Cement's Basic Molecular Structure Finally Decoded
Oddly enough, the three-dimensional crystalline structure of cement hydrate -- the paste that forms and quickly hardens when cement powder is mixed with water -- has eluded scientific attempts at decoding, despite the fact that concrete is the most prevalent man-made material on earth and the focus of a multibillion-dollar industry that is under pressure to clean up its act. The manufacture of cement is responsible for about 5 percent of all carbon dioxide emissions worldwide, and new emission standards proposed by the U.S. Environmental Protection Agency could push the cement industry to the developing world.
"Cement is so widely used as a building material that nobody is going to replace it anytime soon. But it has a carbon dioxide problem, so a basic understanding of this material could be very timely," said MIT Professor Sidney Yip, co-author of a paper published online in the Proceedings of the National Academy of Sciences (PNAS) during the week of Sept. 7 that announces the decoding of the three-dimensional structure of the basic unit of cement hydrate by a group of MIT researchers who have adopted the team name of Liquid Stone.

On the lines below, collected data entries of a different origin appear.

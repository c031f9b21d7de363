//! # Trellis
//!
//! Per-module container lifecycle management for modular runtimes.
//!
//! A host runtime installs, starts and stops modules. Trellis watches those
//! transitions and gives every module that declares configuration descriptors
//! its own container: built when the module starts, destroyed when it stops.
//!
//! ## Features
//!
//! - **Descriptor Resolution**: explicit header first, conventional directory scan otherwise
//! - **One Container per Module**: a concurrent registry that never double-registers
//! - **Shared Resources**: one namespace-handler registry, worker pool and event dispatcher
//! - **Scoped Resolution Context**: builders run inside the manager's context, restored afterwards
//! - **Two Activation Strategies**: inline interceptor or event-driven extender
//!
//! ## Quick Start
//!
//! ```rust,ignore
//! use trellis::prelude::*;
//!
//! #[tokio::main]
//! async fn main() -> anyhow::Result<()> {
//!     let host: Arc<dyn ModuleHost> = my_runtime();
//!
//!     let builder = ManagedContainerBuilder::new(
//!         |module: &dyn Module, paths: &DescriptorPathSet, _: &HandlerRegistry| {
//!             tracing::info!("{}: {:?}", module.symbolic_name(), paths);
//!             Ok(())
//!         },
//!     );
//!
//!     let activator = Activator::bootstrap(host, Arc::new(builder), &ConfigService::from_env()).await?;
//!     let activator = Arc::new(tokio::sync::Mutex::new(activator));
//!
//!     ShutdownHandler::new(activator).wait_for_shutdown().await;
//!     Ok(())
//! }
//! ```

pub mod config;
pub mod container;
pub mod context;
pub mod dispatcher;
pub mod error;
pub mod handlers;
pub mod lifecycle;
pub mod module;
pub mod registry;
pub mod resolver;
pub mod worker;

// Re-export core types
pub use config::{ConfigService, ManagerConfig};
pub use container::{ContainerBuilder, ContainerHandle, ManagedContainerBuilder};
pub use error::{Result, TrellisError};
pub use lifecycle::{Activator, LifecycleManager, TransitionOutcome};
pub use module::{Module, ModuleId, ModuleState};
pub use resolver::{DescriptorPathSet, ResourcePathResolver};

pub use async_trait::async_trait;

/// Prelude module for convenient imports
///
/// ```
/// use trellis::prelude::*;
/// ```
pub mod prelude {
    pub use crate::config::{ConfigService, ManagerConfig};
    pub use crate::container::{
        BuildRequest, ContainerBuilder, ContainerHandle, ContainerState, Initializer,
        ManagedContainer, ManagedContainerBuilder,
    };
    pub use crate::context::{ContextGuard, ResolutionContext, current_context, with_context};
    pub use crate::dispatcher::{ContainerEvent, ContainerEventKind, EventDispatcher};
    pub use crate::error::{Result, TrellisError};
    pub use crate::handlers::{HandlerRegistry, NamespaceHandler};
    pub use crate::lifecycle::{
        Activator, ActivatorKind, ActivatorStrategy, InterceptorService, LifecycleError,
        LifecycleInterceptor, LifecycleManager, ModuleEvent, ModuleHost, ShutdownHandler,
        ShutdownReport, TransitionOutcome, shutdown_signal,
    };
    pub use crate::module::{DirectoryModule, Module, ModuleError, ModuleId, ModuleState};
    pub use crate::resolver::{DescriptorPathSet, ResourcePathResolver};
    pub use crate::worker::WorkerPool;
    pub use async_trait::async_trait;
    pub use std::sync::Arc;
}
//! Thread-scoped resolution context
//!
//! Container builds must run with the manager's own resolution context in
//! effect, whatever context the delivering thread had. [`ContextGuard`] swaps
//! the context in and puts the previous one back when dropped, which covers
//! early returns, `?` and unwinding alike.

use std::cell::RefCell;
use std::fmt;
use std::sync::Arc;

thread_local! {
    static CURRENT_CONTEXT: RefCell<Option<ResolutionContext>> = const { RefCell::new(None) };
}

/// Named scope that collaborators consult to resolve types and resources.
#[derive(Clone, PartialEq, Eq, Hash)]
pub struct ResolutionContext {
    name: Arc<str>,
}

impl ResolutionContext {
    pub fn new(name: impl AsRef<str>) -> Self {
        Self {
            name: Arc::from(name.as_ref()),
        }
    }

    pub fn name(&self) -> &str {
        &self.name
    }

    /// Same underlying allocation, not merely an equal name.
    pub fn ptr_eq(&self, other: &Self) -> bool {
        Arc::ptr_eq(&self.name, &other.name)
    }
}

impl fmt::Debug for ResolutionContext {
    fn fmt(&self, f: &mut fmt::Formatter<'_>) -> fmt::Result {
        f.debug_tuple("ResolutionContext").field(&self.name).finish()
    }
}

/// Context in effect on the current thread, if any.
pub fn current_context() -> Option<ResolutionContext> {
    CURRENT_CONTEXT.with(|current| current.borrow().clone())
}

/// Replace the current thread's context, returning the previous one.
pub fn set_current_context(context: Option<ResolutionContext>) -> Option<ResolutionContext> {
    CURRENT_CONTEXT.with(|current| current.replace(context))
}

/// Restores the previous context on drop.
#[must_use = "the context is restored as soon as the guard is dropped"]
pub struct ContextGuard {
    previous: Option<ResolutionContext>,
}

impl ContextGuard {
    pub fn enter(context: &ResolutionContext) -> Self {
        let previous = set_current_context(Some(context.clone()));
        Self { previous }
    }
}

impl Drop for ContextGuard {
    fn drop(&mut self) {
        set_current_context(self.previous.take());
    }
}

/// Run `f` with `context` in effect.
pub fn with_context<R>(context: &ResolutionContext, f: impl FnOnce() -> R) -> R {
    let _guard = ContextGuard::enter(context);
    f()
}

#[cfg(test)]
mod tests {
    use super::*;

    #[test]
    fn test_guard_restores_previous() {
        let host = ResolutionContext::new("host");
        let manager = ResolutionContext::new("manager");

        set_current_context(Some(host.clone()));
        {
            let _guard = ContextGuard::enter(&manager);
            assert_eq!(current_context().as_ref(), Some(&manager));
        }
        let restored = current_context().unwrap();
        assert!(restored.ptr_eq(&host));

        set_current_context(None);
    }

    #[test]
    fn test_restores_none() {
        set_current_context(None);
        with_context(&ResolutionContext::new("tmp"), || {
            assert_eq!(current_context().unwrap().name(), "tmp");
        });
        assert!(current_context().is_none());
    }

    #[test]
    fn test_nested_guards() {
        let a = ResolutionContext::new("a");
        let b = ResolutionContext::new("b");
        set_current_context(None);

        with_context(&a, || {
            with_context(&b, || assert_eq!(current_context().unwrap().name(), "b"));
            assert_eq!(current_context().unwrap().name(), "a");
        });
        assert!(current_context().is_none());
    }

    #[test]
    fn test_restored_after_panic() {
        let host = ResolutionContext::new("host");
        set_current_context(Some(host.clone()));

        let result = std::panic::catch_unwind(|| {
            let _guard = ContextGuard::enter(&ResolutionContext::new("doomed"));
            panic!("build exploded");
        });
        assert!(result.is_err());
        assert!(current_context().unwrap().ptr_eq(&host));

        set_current_context(None);
    }
}
//! Lifecycle-specific error types

use crate::config::ConfigError;
use crate::worker::PoolError;
use thiserror::Error;

/// Errors that can occur while managing module containers
#[derive(Debug, Error)]
pub enum LifecycleError {
    /// The build collaborator failed to construct a container
    #[error("Failed to build container for {module}: {source:#}")]
    Build {
        module: String,
        #[source]
        source: anyhow::Error,
    },

    /// The container could not start its initialization
    #[error("Failed to schedule container for {module}: {source:#}")]
    Schedule {
        module: String,
        #[source]
        source: anyhow::Error,
    },

    /// Teardown failed; the container is forgotten regardless
    #[error("Failed to destroy container for {module}: {source:#}")]
    Destroy {
        module: String,
        #[source]
        source: anyhow::Error,
    },

    /// The host delivered a transition that does not fit the module's state
    #[error("Protocol violation for {module}: {message}")]
    ProtocolViolation { module: String, message: String },

    /// The manager has been shut down
    #[error("Lifecycle manager is stopped")]
    Stopped,

    /// Starting or stopping an activator strategy failed
    #[error("Activator failed during {phase}: {message}")]
    Activator { phase: String, message: String },

    #[error(transparent)]
    Config(#[from] ConfigError),

    #[error(transparent)]
    Pool(#[from] PoolError),
}

impl LifecycleError {
    pub fn build(module: impl Into<String>, source: anyhow::Error) -> Self {
        Self::Build {
            module: module.into(),
            source,
        }
    }

    pub fn schedule(module: impl Into<String>, source: anyhow::Error) -> Self {
        Self::Schedule {
            module: module.into(),
            source,
        }
    }

    pub fn destroy(module: impl Into<String>, source: anyhow::Error) -> Self {
        Self::Destroy {
            module: module.into(),
            source,
        }
    }

    pub fn protocol_violation(module: impl Into<String>, message: impl Into<String>) -> Self {
        Self::ProtocolViolation {
            module: module.into(),
            message: message.into(),
        }
    }

    pub fn activator(phase: impl Into<String>, message: impl Into<String>) -> Self {
        Self::Activator {
            phase: phase.into(),
            message: message.into(),
        }
    }
}

/// A specialized Result type for lifecycle operations
pub type Result<T> = std::result::Result<T, LifecycleError>;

"We believe this work is a first step toward a consistent model of the molecular structure of cement hydrate, and we hope the scientific community will work with it," said Yip, who is in MIT's Department of Nuclear Science and Engineering (NSE). "In every field there are breakthroughs that help the research frontier moving forward. One example is Watson and Crick's discovery of the basic structure of DNA. That structural model put biology on very sound footing."
Scientists have long believed that at the atomic level, cement hydrate (or calcium-silica-hydrate) closely resembles the rare mineral tobermorite, which has an ordered geometry consisting of layers of infinitely long chains of three-armed silica molecules (called silica tetrahedra) interspersed with neat layers of calcium oxide.
But the MIT team found that the calcium-silica-hydrate in cement isn't really a crystal. It's a hybrid that shares some characteristics with crystalline structures and some with the amorphous structure of frozen liquids, such as glass or ice.
At the atomic scale, tobermorite and other minerals resemble the regular, layered geometric patterns of kilim rugs, with horizontal layers of triangles interspersed with layers of colored stripes. But a two-dimensional look at a unit of cement hydrate would show layers of triangles (the silica tetrahedra) with every third, sixth or ninth triangle turned up or down along the horizontal axis, reaching into the layer of calcium oxide above or below.
And it is in these messy areas - where breaks in the silica tetrahedra create small voids in the corresponding layers of calcium oxide - that water molecules attach, giving cement its robust quality. Those erstwhile "flaws" in the otherwise regular geometric structure provide some give to the building material at the atomic scale that transfers up to the macro scale. When under stress, the cement hydrate has the flexibility to stretch or compress just a little, rather than snapping.